Which lines below mention "protocol"? Pick each one out.

Supplied material START

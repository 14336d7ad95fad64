use std::io::{self, BufRead, Write};

use cvs_core::repository::{PromptCancelled, Prompter, RepositoryLocation, UserInfo};
use is_terminal::IsTerminal;
use tracing::debug;

/// Asks for credentials on the controlling terminal.
///
/// When standard input is not a terminal the prompt is cancelled instead of
/// blocking, so scripted runs fail with the server's message.
#[derive(Clone, Copy, Debug, Default)]
pub struct TerminalPrompter;

impl TerminalPrompter {
    /// Creates a prompter.
    #[must_use]
    pub const fn new() -> Self {
        Self
    }
}

impl Prompter for TerminalPrompter {
    fn prompt(
        &self,
        location: &RepositoryLocation,
        info: &mut UserInfo,
        message: &str,
    ) -> Result<(), PromptCancelled> {
        if !io::stdin().is_terminal() {
            debug!(target: "cvs::auth", "stdin is not a terminal, not prompting");
            return Err(PromptCancelled);
        }

        let mut stderr = io::stderr().lock();
        writeln!(stderr, "{location}: {message}").map_err(|_| PromptCancelled)?;
        if info.is_username_mutable() {
            let asked = if info.username().is_empty() {
                write!(stderr, "Username: ")
            } else {
                write!(stderr, "Username [{}]: ", info.username())
            };
            asked
                .and_then(|()| stderr.flush())
                .map_err(|_| PromptCancelled)?;

            let mut line = String::new();
            let read = io::stdin()
                .lock()
                .read_line(&mut line)
                .map_err(|_| PromptCancelled)?;
            if read == 0 {
                return Err(PromptCancelled);
            }
            let answer = line.trim();
            if !answer.is_empty() {
                info.set_username(answer);
            }
        }
        if info.username().is_empty() {
            return Err(PromptCancelled);
        }
        drop(stderr);

        let password = rpassword::prompt_password(format!(
            "Password for {}@{}: ",
            info.username(),
            location.host()
        ))
        .map_err(|_| PromptCancelled)?;
        info.set_password(password);
        Ok(())
    }
}
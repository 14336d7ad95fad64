#![deny(unsafe_code)]
#![deny(rustdoc::broken_intra_doc_links)]
#![deny(missing_docs)]

//! Wire helpers for the CVS `pserver` protocol.
//!
//! The crate is split into two small modules that mirror the two halves of a
//! pserver login: the password scrambling table and the authentication
//! exchange that carries the scrambled password to the server. Neither module
//! touches sockets; callers hand in any [`std::io::Write`] or
//! [`std::io::BufRead`] implementation, which keeps the parsers testable
//! against in-memory buffers.
//!
//! # Examples
//!
//! Scramble a password the way `cvs login` does before sending it:
//!
//! ```
//! use protocol::{descramble, scramble};
//!
//! let scrambled = scramble("anonymous").expect("ASCII passwords scramble");
//! assert_eq!(scrambled, "Ay=0=a%0bZ");
//! assert_eq!(descramble(&scrambled).expect("tagged"), "anonymous");
//! ```
//!
//! Classify a server's answer to an authentication request:
//!
//! ```
//! use protocol::{AuthResponse, ResponseFraming, read_auth_response};
//! use std::io::Cursor;
//!
//! let mut reply = Cursor::new(&b"E bad password\nI HATE YOU\n"[..]);
//! let response = read_auth_response(&mut reply, ResponseFraming::ErrorMarked).unwrap();
//! assert_eq!(
//!     response,
//!     AuthResponse::Rejected {
//!         message: String::from("bad password")
//!     }
//! );
//! ```

mod error;
mod pserver;
mod scramble;

pub use error::ScrambleError;
pub use pserver::{
    AuthResponse, BEGIN_AUTH_REQUEST, DEFAULT_PSERVER_PORT, END_AUTH_REQUEST, ERROR_LINE_PREFIX,
    ERROR_ZERO_PREFIX, LOGIN_FAILED, LOGIN_OK, NO_SUCH_USER, ResponseFraming, latin1_to_string,
    read_auth_response, read_raw_line, write_auth_request,
};
pub use scramble::{SCRAMBLE_TABLE, SCRAMBLE_VERSION_TAG, descramble, scramble, scramble_byte};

Supplied material END

Exercise output —
//! Wire helpers for the CVS `pserver` protocol.
//! use protocol::{descramble, scramble};
//! use protocol::{AuthResponse, ResponseFraming, read_auth_response};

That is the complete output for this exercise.